A popular library used in GraphQL implementations is called DataLoader, and in many ways the name is somewhat descriptive of its purpose. As described in the JavaScript repo for the Node.js implementation for GraphQL
“DataLoader is a generic utility to be used as part of your application’s data fetching layer to provide a simplified and consistent API over various remote data sources such as databases or web services via batching and caching.”
The DataLoader solvers the N+1 problem that otherwise requires a resolver to make multiple individual requests to a database (or data source, i.e. another API), resulting in inefficient and slow data retrieval.
A DataLoader serves as a batching and caching layer for combining multiple requests int a single request. Grouping together identical requests and executing them more efficiently, thus minimizing the number of database or API round trips.
DataLoader Operation:
- Create a new instance of DataLoader, specifying a batch loading function. This function would define how to load the data for a given set of keys.

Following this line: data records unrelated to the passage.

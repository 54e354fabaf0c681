use crate::domain::preset::PresetsDocument;
use anyhow::Context;

/// Loads the presets document from an `http(s)` URL or a local path.
pub async fn load_presets(http: &reqwest::Client, source: &str) -> anyhow::Result<PresetsDocument> {
    let text = if is_url(source) {
        let res = http
            .get(source)
            .send()
            .await
            .with_context(|| format!("presets request failed: {source}"))?;
        let status = res.status();
        let text = res.text().await.context("failed to read presets response")?;
        if !status.is_success() {
            anyhow::bail!("presets HTTP {status}: {source}");
        }
        text
    } else {
        tokio::fs::read_to_string(source)
            .await
            .with_context(|| format!("failed to read presets file {source}"))?
    };

    parse_presets(&text).with_context(|| format!("invalid presets document at {source}"))
}

pub fn parse_presets(text: &str) -> anyhow::Result<PresetsDocument> {
    let doc = serde_json::from_str::<PresetsDocument>(text)?;
    for preset in &doc.presets {
        anyhow::ensure!(!preset.id.trim().is_empty(), "preset id must be non-empty");
    }
    Ok(doc)
}

fn is_url(source: &str) -> bool {
    let lower = source.trim_start().to_ascii_lowercase();
    lower.starts_with("http://") || lower.starts_with("https://")
}
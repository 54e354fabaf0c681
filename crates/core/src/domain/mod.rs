pub mod availability;
pub mod preset;
pub mod product;
pub(crate) mod wire;
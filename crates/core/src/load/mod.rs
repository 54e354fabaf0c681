pub mod coordinator;
pub mod stream;

use chrono::NaiveDate;
use futures::StreamExt;
use serde::Serialize;
use std::sync::Arc;

use crate::calendar::grid::{CalendarGrid, ProductRow};
use crate::config::{Settings, DEFAULT_PRODUCT_LINK_BASE};
use crate::domain::preset::{parse_product_ids, Preset, SortingMethod};
use crate::domain::product::{sort_products, Product};
use crate::error::LoadError;
use crate::remote::booking::{BookingApi, TdmsClient};
use crate::remote::build_http_client;
use crate::remote::token::{ScriptTokenClient, TokenSource};
use crate::time::month::MonthSelection;

pub use coordinator::{LoadCoordinator, LoadTicket};
pub use stream::{availability_stream, ProductAvailability};

/// Everything one load needs to know, built fresh per invocation.
#[derive(Debug, Clone, PartialEq, Eq)]
pub struct LoadRequest {
    pub month: MonthSelection,
    pub product_ids: Vec<String>,
    pub sorting: SortingMethod,
    /// Product order applied by [`SortingMethod::List`].
    pub preset_order: Vec<String>,
}

impl LoadRequest {
    /// A load from a typed id list. `list` sorting keeps the typed order.
    pub fn manual(month: MonthSelection, product_ids: Vec<String>) -> Self {
        Self {
            month,
            preset_order: product_ids.clone(),
            product_ids,
            sorting: SortingMethod::Alphabetical,
        }
    }

    pub fn from_preset(month: MonthSelection, preset: &Preset) -> Self {
        let ids = preset.product_id_list();
        Self {
            month,
            preset_order: ids.clone(),
            product_ids: ids,
            sorting: preset.sorting,
        }
    }

    /// Combines the inputs of the calendar controls. A typed id list replaces the preset's
    /// ids while the preset still decides ordering; an explicit `sorting` wins over both.
    pub fn resolve(
        month: MonthSelection,
        products: Option<&str>,
        preset: Option<&Preset>,
        sorting: Option<SortingMethod>,
    ) -> Self {
        let typed = products
            .map(parse_product_ids)
            .filter(|ids| !ids.is_empty());

        let mut request = match preset {
            Some(p) => {
                let mut r = Self::from_preset(month, p);
                if let Some(ids) = typed {
                    r.product_ids = ids;
                }
                r
            }
            None => Self::manual(month, typed.unwrap_or_default()),
        };

        if let Some(s) = sorting {
            request.sorting = s;
        }
        request
    }
}

#[derive(Debug, Clone)]
pub struct LoadOptions {
    /// Availability requests in flight at once. `1` is strictly sequential.
    pub concurrency: usize,
    pub link_base: String,
}

impl Default for LoadOptions {
    fn default() -> Self {
        Self {
            concurrency: 1,
            link_base: DEFAULT_PRODUCT_LINK_BASE.to_string(),
        }
    }
}

#[derive(Debug, Clone, Copy, PartialEq, Eq, Serialize)]
pub struct LoadProgress {
    pub processed: usize,
    pub total: usize,
}

pub struct CalendarLoader {
    api: Arc<dyn BookingApi>,
    tokens: Arc<dyn TokenSource>,
    options: LoadOptions,
}

impl CalendarLoader {
    pub fn new(api: Arc<dyn BookingApi>, tokens: Arc<dyn TokenSource>, options: LoadOptions) -> Self {
        Self {
            api,
            tokens,
            options,
        }
    }

    pub fn from_settings(settings: &Settings, concurrency: usize) -> anyhow::Result<Self> {
        let http = build_http_client(settings)?;
        let tokens = ScriptTokenClient::from_settings(settings, http.clone())?;
        let api = TdmsClient::from_settings(settings, http);
        Ok(Self::new(
            Arc::new(api),
            Arc::new(tokens),
            LoadOptions {
                concurrency: concurrency.max(1),
                link_base: settings.product_link_base.clone(),
            },
        ))
    }

    /// Runs one load: token, products, then availability product by product.
    ///
    /// `ticket` is checked before every suspension point; a superseded load stops with
    /// [`LoadError::Superseded`]. `on_progress` fires after each product with fares.
    pub async fn load(
        &self,
        request: &LoadRequest,
        today: NaiveDate,
        ticket: &LoadTicket,
        on_progress: &mut (dyn FnMut(LoadProgress) + Send),
    ) -> Result<CalendarGrid, LoadError> {
        if request.product_ids.is_empty() {
            return Err(LoadError::NoData);
        }
        let window = request.month.window(today)?;

        ticket.ensure_current()?;
        let token = self.tokens.access_token().await?;

        ticket.ensure_current()?;
        let mut products = self
            .api
            .fetch_products(&token, &request.product_ids)
            .await?;
        if products.is_empty() {
            return Err(LoadError::NoData);
        }
        sort_products(&mut products, request.sorting, &request.preset_order);

        let mut grid = CalendarGrid::new(request.month, window, &products, &self.options.link_base);

        let with_fares: Vec<Product> = products.into_iter().filter(Product::has_fares).collect();
        let total = with_fares.len();
        tracing::info!(
            month = %request.month,
            requested = request.product_ids.len(),
            with_fares = total,
            start_date = %window.start,
            end_date = %window.end(),
            days = window.days,
            sorting = %request.sorting,
            "loading calendar"
        );

        let mut stream = availability_stream(
            self.api.as_ref(),
            &token,
            with_fares,
            window,
            self.options.concurrency,
        );

        let mut processed = 0;
        loop {
            ticket.ensure_current()?;
            let Some(item) = stream.next().await else {
                break;
            };
            ticket.ensure_current()?;

            grid.push_row(ProductRow::build(
                &item.product,
                window,
                &item.availability,
                &self.options.link_base,
                item.failed,
            ));

            processed += 1;
            on_progress(LoadProgress { processed, total });
            tracing::info!(
                processed,
                total,
                product_id = %item.product.product_id,
                days_with_data = item.availability.len(),
                failed = item.failed,
                "availability progress"
            );
        }

        Ok(grid)
    }
}
use dermacare::{ArtifactStore, Classifier, ClassifierError};
use std::env;
use std::fs;

#[test]
fn test_build_without_anything() {
    let result = Classifier::builder().build();
    assert!(matches!(result, Err(ClassifierError::BuildError(_))));
}

#[test]
fn test_missing_model_file_is_a_build_error() {
    let result = Classifier::builder().with_model_file("/nonexistent/model.onnx");
    match result {
        Err(ClassifierError::BuildError(msg)) => assert!(msg.contains("not found")),
        other => panic!("expected BuildError, got {:?}", other.map(|_| ())),
    }
}

#[test]
fn test_missing_vocabulary_dir_is_a_build_error() {
    let result = Classifier::builder().with_vocabulary_dir("/nonexistent/train");
    assert!(matches!(result, Err(ClassifierError::BuildError(_))));
}

#[test]
fn test_empty_artifact_store_blocks_build() {
    let root = env::temp_dir().join("dermacare-validation-tests").join("empty");
    if root.exists() {
        fs::remove_dir_all(&root).unwrap();
    }
    let store = ArtifactStore::new(&root).unwrap();

    // The prediction feature is blocked before any model load is attempted.
    let result = Classifier::builder().with_artifacts(&store);
    match result {
        Err(ClassifierError::BuildError(msg)) => assert!(msg.contains("model file")),
        other => panic!("expected BuildError, got {:?}", other.map(|_| ())),
    }
}

#[test]
fn test_malformed_input_is_recoverable() {
    // Needs an installed model; the decode guards themselves are unit-tested
    // without one.
    let Ok(store) = ArtifactStore::new_default() else {
        return;
    };
    if !store.is_present() {
        eprintln!("skipping: no model artifacts at {:?}", store.root());
        return;
    }

    let classifier = Classifier::builder()
        .with_artifacts(&store)
        .unwrap()
        .build()
        .unwrap();

    assert!(matches!(
        classifier.classify(&[]),
        Err(ClassifierError::ValidationError(_))
    ));
    assert!(matches!(
        classifier.classify(b"not an image at all"),
        Err(ClassifierError::ImageError(_))
    ));

    // A failed request must not poison the shared session.
    let png = {
        use image::{ImageFormat, RgbImage};
        use std::io::Cursor;
        let img = RgbImage::new(32, 32);
        let mut bytes = Vec::new();
        image::DynamicImage::ImageRgb8(img)
            .write_to(&mut Cursor::new(&mut bytes), ImageFormat::Png)
            .unwrap();
        bytes
    };
    assert!(classifier.classify(&png).is_ok());
}
use dermacare::recommend;

#[test]
fn test_vitiligo_bundle_is_complete() {
    let bundle = recommend::lookup("vitiligo").expect("vitiligo must have authored content");
    assert!(!bundle.treatment.is_empty());
    assert!(!bundle.dos_and_donts.is_empty());
    assert!(!bundle.diet.is_empty());
}

#[test]
fn test_unknown_label_is_not_an_error() {
    // lookup is total: arbitrary strings yield None, never a panic or Err
    assert!(recommend::lookup("unknown-disease-xyz").is_none());
    assert!(recommend::lookup("").is_none());
    assert!(recommend::lookup("VITILIGO").is_none());
    assert!(recommend::lookup("train").is_none());
}

#[test]
fn test_display_names_do_not_resolve() {
    // The table is keyed by training-data folder names; the simpler display
    // names from the introductory copy intentionally miss.
    assert!(recommend::lookup("candidiasis").is_none());
    assert!(recommend::lookup("eczema").is_none());
    assert!(recommend::lookup("melanoma").is_none());
    assert!(recommend::lookup("Eczema Photos").is_some());
}

#[test]
fn test_bundles_serialize() {
    let bundle = recommend::lookup("Melanoma Skin Cancer Nevi and Moles").unwrap();
    let json = serde_json::to_value(bundle).unwrap();
    assert!(json["treatment"].as_str().unwrap().contains("surgical removal"));
    assert!(json["dos_and_donts"].is_string());
    assert!(json["diet"].is_string());
}
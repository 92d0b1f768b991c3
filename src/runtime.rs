use ort::session::builder::{GraphOptimizationLevel, SessionBuilder};
use ort::session::Session;
use ort::Result as OrtResult;
use std::sync::Once;

static INIT: Once = Once::new();

/// Settings for ONNX Runtime session construction.
#[derive(Debug)]
pub struct RuntimeConfig {
    pub inter_threads: usize,
    pub intra_threads: usize,
    pub optimization_level: GraphOptimizationLevel,
}

impl Default for RuntimeConfig {
    fn default() -> Self {
        Self {
            inter_threads: 0, // Let ONNX Runtime decide
            intra_threads: 0, // Let ONNX Runtime decide
            optimization_level: GraphOptimizationLevel::Level3,
        }
    }
}

impl Clone for RuntimeConfig {
    fn clone(&self) -> Self {
        Self {
            inter_threads: self.inter_threads,
            intra_threads: self.intra_threads,
            optimization_level: match self.optimization_level {
                GraphOptimizationLevel::Level1 => GraphOptimizationLevel::Level1,
                GraphOptimizationLevel::Level2 => GraphOptimizationLevel::Level2,
                GraphOptimizationLevel::Level3 => GraphOptimizationLevel::Level3,
                GraphOptimizationLevel::Disable => GraphOptimizationLevel::Disable,
            },
        }
    }
}

fn init_onnx_environment() -> OrtResult<()> {
    ort::init()
        .with_name("dermacare")
        .commit()?;
    Ok(())
}

pub fn ensure_initialized() -> OrtResult<()> {
    INIT.call_once(|| {
        init_onnx_environment().expect("Failed to initialize ONNX Runtime environment");
    });
    Ok(())
}

pub fn create_session_builder(config: &RuntimeConfig) -> OrtResult<SessionBuilder> {
    ensure_initialized()?;
    let mut builder = Session::builder()?;

    // Configure threading
    if config.inter_threads > 0 {
        builder = builder.with_inter_threads(config.inter_threads)?;
    }
    if config.intra_threads > 0 {
        builder = builder.with_intra_threads(config.intra_threads)?;
    }

    // Set optimization level
    let opt_level = match config.optimization_level {
        GraphOptimizationLevel::Level1 => GraphOptimizationLevel::Level1,
        GraphOptimizationLevel::Level2 => GraphOptimizationLevel::Level2,
        GraphOptimizationLevel::Level3 => GraphOptimizationLevel::Level3,
        GraphOptimizationLevel::Disable => GraphOptimizationLevel::Disable,
    };
    builder = builder.with_optimization_level(opt_level)?;

    Ok(builder)
}

#[cfg(test)]
mod tests {
    use super::*;

    #[test]
    fn test_environment_initialization() {
        assert!(ensure_initialized().is_ok());
        assert!(ensure_initialized().is_ok()); // Second call should be fine
    }

    #[test]
    fn test_session_builder_config() {
        let config = RuntimeConfig {
            inter_threads: 2,
            intra_threads: 2,
            optimization_level: GraphOptimizationLevel::Level1,
        };
        let builder = create_session_builder(&config);
        assert!(builder.is_ok());
    }
}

- The resolver iterates through the collection and instead of fetching the related data adds the keys for the data to be fetched to the DataLoader instance.
- The DataLoader collects the keys and for multiple keys, deduplicates the request and executes.
- Once the batch is executed DataLoader returns the results associating them with their respective keys.
- The resolver can then access the response data and resolve the field or relationships as needed.
DataLoader also caches the results of the previous requests so if the same key is requested again DataLoader retrieves from cache instead of making another request. This caching further improves performance and reduces redundant fetching.
DataLoader Implementation Examples
JavaScript & Node.js
The following is a basic implementation using Apollo Server of DataLoader for GraphQL.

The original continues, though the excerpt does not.